Ieri sera ho visto alla sala Truffaut di Modena “Figli della Libertà”, il documentario realizzato da Lucio Basadonne e Anna Polio, che hanno deciso di non mandare la figlia Gaia a scuola.
L’evento è sold out e la sala è inaspettatamente piena, e riesco a entrare solo perché ho già acquistato on line il biglietto. Una signora rimasta fuori è stupita: “ma di solito vengo al martedì e siamo in quattro gatti…”
Dal punto di vista sociologico la cosa potrebbe anche essere interessante: vuoi mettere che anche a Modena qualcuno si sta svegliando? Ma non azzardo congetture.
Il film, nonostante l’audio in sala non ottimale, mi è piaciuto, se no non sarei qui a parlarne. Girato con uno stile libero e leggero, (con una reflex e un microfono) il documentario segue Gaia che preferisce non andare in una scuola “normale”, i genitori dubbiosi, la nonna preoccupata che vuole insegnarle le tabelline, i compagni di classe della scuola libertaria in cui per qualcuno “non si impara niente”.
Il film diventa poi un viaggio che passa per Summerhill, storica scuola inglese non repressiva priva di qualunque tipo di autorità o di gerarchia, va a trovare pedagogisti ed educatori illustri, incontra oltralpe il compositore e autore Andrè Stern che non è mai andato a scuola, e finisce in Italia dove Gaia andrà comunque a sostenere l’esame della scuola pubblica.
Chiunque abbia idee certe, sicure e preconfezionate su che tipo di educazione offrire ai figli di oggi, uscirà dalla proiezione come si esce da un frullatore. Per questo lo consiglio: è un film audace che fa domande e non si accontenta di risposte facili del tipo: “dobbiamo uscire dal sistema” o “i bambini è meglio che vadano a scuola”.
Più che parlare di scuole libertarie, steineriane e homeschooling, il film si apre a interrogativi ben più grandi:
Cos’è il successo? Dove porta l’obbedienza? La scolarizzazione è la strada all’infelicità?
Arriva l’eco di uno dei più grandi pensatori del secolo scorso, Ivan Illich, che sosteneva che tutti i sistemi scolastici inculchino nell’individuo l’idea che l’istruzione ha valore solo se si acquista a scuola con un consumo di titoli e che è più importante apprendere cose dal mondo che trarre il proprio sapere dal mondo.
Il quadro che emerge dal film è però estremamente variopinto: ci sono tantissime esperienze, si aprono nuove strade, sono tanti i cambiamenti in atto che forse non ha più senso tracciare un confine netto tra dentro e fuori, tra chi è nel sistema e chi non lo è, tra scuola pubblica e scuola parentale.
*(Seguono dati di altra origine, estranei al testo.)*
//! Attribute definitions.
//!
//! An [`Attribute`] is a named entry with exactly one kind payload populated.
//! The payload types mirror the framework's attribute kinds; nested kinds hold
//! further attributes, so the structure is recursive.

use serde::{Deserialize, Serialize};

use crate::custom::{
    AssociatedExternalType, ComputedOptionalRequired, CustomDefault, CustomType, DefaultValue,
    PlanModifier, Validator,
};
use crate::element::{ElementType, ObjectAttributeType};

/// Payload shared by the scalar kinds; `T` is the type of a static default.
#[derive(Debug, Clone, PartialEq, Default, Serialize, Deserialize)]
pub struct ScalarAttribute<T> {
    pub computed_optional_required: ComputedOptionalRequired,
    #[serde(default, skip_serializing_if = "Option::is_none")]
    pub associated_external_type: Option<AssociatedExternalType>,
    #[serde(default, skip_serializing_if = "Option::is_none")]
    pub custom_type: Option<CustomType>,
    #[serde(default, skip_serializing_if = "Option::is_none")]
    pub default: Option<DefaultValue<T>>,
    #[serde(default, skip_serializing_if = "Option::is_none")]
    pub deprecation_message: Option<String>,
    #[serde(default, skip_serializing_if = "Option::is_none")]
    pub description: Option<String>,
    #[serde(default, skip_serializing_if = "Option::is_none")]
    pub sensitive: Option<bool>,
    #[serde(default, skip_serializing_if = "Vec::is_empty")]
    pub validators: Vec<Validator>,
    #[serde(default, skip_serializing_if = "Vec::is_empty")]
    pub plan_modifiers: Vec<PlanModifier>,
}

pub type BoolAttribute = ScalarAttribute<bool>;
pub type Float64Attribute = ScalarAttribute<f64>;
pub type Int64Attribute = ScalarAttribute<i64>;
pub type NumberAttribute = ScalarAttribute<f64>;
pub type StringAttribute = ScalarAttribute<String>;

/// Payload of the `list`, `map`, and `set` kinds.
#[derive(Debug, Clone, PartialEq, Default, Serialize, Deserialize)]
pub struct CollectionAttribute {
    pub computed_optional_required: ComputedOptionalRequired,
    pub element_type: ElementType,
    #[serde(default, skip_serializing_if = "Option::is_none")]
    pub associated_external_type: Option<AssociatedExternalType>,
    #[serde(default, skip_serializing_if = "Option::is_none")]
    pub custom_type: Option<CustomType>,
    #[serde(default, skip_serializing_if = "Option::is_none")]
    pub default: Option<CustomDefault>,
    #[serde(default, skip_serializing_if = "Option::is_none")]
    pub deprecation_message: Option<String>,
    #[serde(default, skip_serializing_if = "Option::is_none")]
    pub description: Option<String>,
    #[serde(default, skip_serializing_if = "Option::is_none")]
    pub sensitive: Option<bool>,
    #[serde(default, skip_serializing_if = "Vec::is_empty")]
    pub validators: Vec<Validator>,
    #[serde(default, skip_serializing_if = "Vec::is_empty")]
    pub plan_modifiers: Vec<PlanModifier>,
}

/// Payload of the `object` kind.
#[derive(Debug, Clone, PartialEq, Default, Serialize, Deserialize)]
pub struct ObjectAttribute {
    pub computed_optional_required: ComputedOptionalRequired,
    #[serde(default)]
    pub attribute_types: Vec<ObjectAttributeType>,
    #[serde(default, skip_serializing_if = "Option::is_none")]
    pub associated_external_type: Option<AssociatedExternalType>,
    #[serde(default, skip_serializing_if = "Option::is_none")]
    pub custom_type: Option<CustomType>,
    #[serde(default, skip_serializing_if = "Option::is_none")]
    pub default: Option<CustomDefault>,
    #[serde(default, skip_serializing_if = "Option::is_none")]
    pub deprecation_message: Option<String>,
    #[serde(default, skip_serializing_if = "Option::is_none")]
    pub description: Option<String>,
    #[serde(default, skip_serializing_if = "Option::is_none")]
    pub sensitive: Option<bool>,
    #[serde(default, skip_serializing_if = "Vec::is_empty")]
    pub validators: Vec<Validator>,
    #[serde(default, skip_serializing_if = "Vec::is_empty")]
    pub plan_modifiers: Vec<PlanModifier>,
}

/// Payload of the `single_nested` attribute kind.
#[derive(Debug, Clone, PartialEq, Default, Serialize, Deserialize)]
pub struct SingleNestedAttribute {
    pub computed_optional_required: ComputedOptionalRequired,
    #[serde(default)]
    pub attributes: Vec<Attribute>,
    #[serde(default, skip_serializing_if = "Option::is_none")]
    pub associated_external_type: Option<AssociatedExternalType>,
    #[serde(default, skip_serializing_if = "Option::is_none")]
    pub custom_type: Option<CustomType>,
    #[serde(default, skip_serializing_if = "Option::is_none")]
    pub default: Option<CustomDefault>,
    #[serde(default, skip_serializing_if = "Option::is_none")]
    pub deprecation_message: Option<String>,
    #[serde(default, skip_serializing_if = "Option::is_none")]
    pub description: Option<String>,
    #[serde(default, skip_serializing_if = "Option::is_none")]
    pub sensitive: Option<bool>,
    #[serde(default, skip_serializing_if = "Vec::is_empty")]
    pub validators: Vec<Validator>,
    #[serde(default, skip_serializing_if = "Vec::is_empty")]
    pub plan_modifiers: Vec<PlanModifier>,
}

/// The object nested inside a `list_nested`, `set_nested`, or `map_nested`
/// attribute. The external-type link of a nested collection lives here.
#[derive(Debug, Clone, PartialEq, Default, Serialize, Deserialize)]
pub struct NestedAttributeObject {
    #[serde(default)]
    pub attributes: Vec<Attribute>,
    #[serde(default, skip_serializing_if = "Option::is_none")]
    pub associated_external_type: Option<AssociatedExternalType>,
    #[serde(default, skip_serializing_if = "Option::is_none")]
    pub custom_type: Option<CustomType>,
    #[serde(default, skip_serializing_if = "Vec::is_empty")]
    pub validators: Vec<Validator>,
    #[serde(default, skip_serializing_if = "Vec::is_empty")]
    pub plan_modifiers: Vec<PlanModifier>,
}

/// Payload of the `list_nested`, `set_nested`, and `map_nested` attribute kinds.
#[derive(Debug, Clone, PartialEq, Default, Serialize, Deserialize)]
pub struct NestedCollectionAttribute {
    pub computed_optional_required: ComputedOptionalRequired,
    pub nested_object: NestedAttributeObject,
    #[serde(default, skip_serializing_if = "Option::is_none")]
    pub custom_type: Option<CustomType>,
    #[serde(default, skip_serializing_if = "Option::is_none")]
    pub default: Option<CustomDefault>,
    #[serde(default, skip_serializing_if = "Option::is_none")]
    pub deprecation_message: Option<String>,
    #[serde(default, skip_serializing_if = "Option::is_none")]
    pub description: Option<String>,
    #[serde(default, skip_serializing_if = "Option::is_none")]
    pub sensitive: Option<bool>,
    #[serde(default, skip_serializing_if = "Vec::is_empty")]
    pub validators: Vec<Validator>,
    #[serde(default, skip_serializing_if = "Vec::is_empty")]
    pub plan_modifiers: Vec<PlanModifier>,
}

/// A named schema attribute.
///
/// Exactly one kind payload must be populated; the generator rejects any
/// other cardinality when it assembles the schema tree.
///
/// ## Examples
///
/// ```
/// use framegen_define::{Attribute, ComputedOptionalRequired};
///
/// let json = r#"{"name": "enabled", "bool": {"computed_optional_required": "computed"}}"#;
/// let attribute: Attribute = serde_json::from_str(json).unwrap();
///
/// assert_eq!(attribute.name, "enabled");
/// assert_eq!(attribute.kinds(), vec!["bool"]);
/// assert_eq!(
///     attribute.bool.unwrap().computed_optional_required,
///     ComputedOptionalRequired::Computed
/// );
/// ```
#[derive(Debug, Clone, PartialEq, Default, Serialize, Deserialize)]
pub struct Attribute {
    pub name: String,
    #[serde(default, skip_serializing_if = "Option::is_none")]
    pub bool: Option<BoolAttribute>,
    #[serde(default, skip_serializing_if = "Option::is_none")]
    pub float64: Option<Float64Attribute>,
    #[serde(default, skip_serializing_if = "Option::is_none")]
    pub int64: Option<Int64Attribute>,
    #[serde(default, skip_serializing_if = "Option::is_none")]
    pub number: Option<NumberAttribute>,
    #[serde(default, skip_serializing_if = "Option::is_none")]
    pub string: Option<StringAttribute>,
    #[serde(default, skip_serializing_if = "Option::is_none")]
    pub list: Option<CollectionAttribute>,
    #[serde(default, skip_serializing_if = "Option::is_none")]
    pub map: Option<CollectionAttribute>,
    #[serde(default, skip_serializing_if = "Option::is_none")]
    pub set: Option<CollectionAttribute>,
    #[serde(default, skip_serializing_if = "Option::is_none")]
    pub object: Option<ObjectAttribute>,
    #[serde(default, skip_serializing_if = "Option::is_none")]
    pub single_nested: Option<SingleNestedAttribute>,
    #[serde(default, skip_serializing_if = "Option::is_none")]
    pub list_nested: Option<NestedCollectionAttribute>,
    #[serde(default, skip_serializing_if = "Option::is_none")]
    pub set_nested: Option<NestedCollectionAttribute>,
    #[serde(default, skip_serializing_if = "Option::is_none")]
    pub map_nested: Option<NestedCollectionAttribute>,
}

impl Attribute {
    /// Creates an attribute with only a name; callers fill in one payload.
    pub fn named(name: impl Into<String>) -> Self {
        Self {
            name: name.into(),
            ..Default::default()
        }
    }

    /// Names of every populated kind payload, in declaration order.
    pub fn kinds(&self) -> Vec<&'static str> {
        let mut kinds = Vec::new();
        if self.bool.is_some() {
            kinds.push("bool");
        }
        if self.float64.is_some() {
            kinds.push("float64");
        }
        if self.int64.is_some() {
            kinds.push("int64");
        }
        if self.number.is_some() {
            kinds.push("number");
        }
        if self.string.is_some() {
            kinds.push("string");
        }
        if self.list.is_some() {
            kinds.push("list");
        }
        if self.map.is_some() {
            kinds.push("map");
        }
        if self.set.is_some() {
            kinds.push("set");
        }
        if self.object.is_some() {
            kinds.push("object");
        }
        if self.single_nested.is_some() {
            kinds.push("single_nested");
        }
        if self.list_nested.is_some() {
            kinds.push("list_nested");
        }
        if self.set_nested.is_some() {
            kinds.push("set_nested");
        }
        if self.map_nested.is_some() {
            kinds.push("map_nested");
        }
        kinds
    }
}

#[cfg(test)]
mod tests {
    use super::*;
    use crate::custom::DefaultValue;

    #[test]
    fn parses_list_nested_attribute() {
        let json = r#"{
            "name": "rules",
            "list_nested": {
                "computed_optional_required": "optional",
                "nested_object": {
                    "attributes": [
                        {"name": "port", "int64": {"computed_optional_required": "required"}}
                    ],
                    "associated_external_type": {"type": "*apisdk.Rule"}
                }
            }
        }"#;
        let attribute: Attribute = serde_json::from_str(json).unwrap();
        let nested = attribute.list_nested.expect("list_nested payload");

        assert_eq!(nested.nested_object.attributes.len(), 1);
        assert_eq!(nested.nested_object.attributes[0].kinds(), vec!["int64"]);
        assert_eq!(
            nested
                .nested_object
                .associated_external_type
                .map(|ext| ext.type_),
            Some("*apisdk.Rule".to_string())
        );
    }

    #[test]
    fn parses_static_string_default() {
        let json = r#"{
            "name": "region",
            "string": {
                "computed_optional_required": "computed_optional",
                "default": {"static": "us-east-1"}
            }
        }"#;
        let attribute: Attribute = serde_json::from_str(json).unwrap();
        let string = attribute.string.expect("string payload");

        assert_eq!(
            string.default,
            Some(DefaultValue::Static("us-east-1".to_string()))
        );
    }

    #[test]
    fn missing_payload_parses_but_has_no_kinds() {
        let attribute: Attribute = serde_json::from_str(r#"{"name": "orphan"}"#).unwrap();
        assert!(attribute.kinds().is_empty());
    }

    #[test]
    fn serializes_only_populated_payload() {
        let attribute = Attribute {
            string: Some(StringAttribute::default()),
            ..Attribute::named("name")
        };
        let json = serde_json::to_value(&attribute).unwrap();

        assert!(json.get("string").is_some());
        assert!(json.get("bool").is_none());
    }
}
Tante reti da mettere insieme, tante piccole rivoluzioni fuori dai radar e dall’interesse mediatico che già stanno cambiando l’educazione. Si tratta, come dice una mamma nel film, di usare un sano buonsenso, e di non farsi troppe “menate”, di ascoltare cosa ci fa bene e cosa fa bene ai bambini e ai ragazzi.
Il dibattito è proseguito con Andrea Strozzi, ex manager bancario (che un giorno ha deciso di non presentarsi più al lavoro) e scollocato fuori dal sistema (parola quest’ultima che non piace neanche a lui: “il Sistema ormai è roba medioevale!”)
Si è parlato di tante cose: lavoro, descolarizzazione e zone di confort (argomento a me caro).
Sempre più persone, volenti o nolenti, stanno uscendo dalle zone di confort, o perché la vita li butta fuori di prepotenza o forse perché la zona di confort non è poi così confortevole.
Quanto e come uscire dalla zona di confort? Dipende dall’orizzonte.
Quanto e come indottrinare noi stessi e i nostri figli per farli aderire alla società? Dipende dal nostro orizzonte.
Quanto e come descolarizzarci e decondizionarci per non rimanere incastrati nelle prigioni dell’obbedienza e del controllo?
Dipende dal nostro orizzonte.
Se il nostro orizzonte è una vita libera e degna di essere vissuta, le cose succederanno, le risposte arriveranno.
Basta iniziare con qualche passo fuori la zona di confort.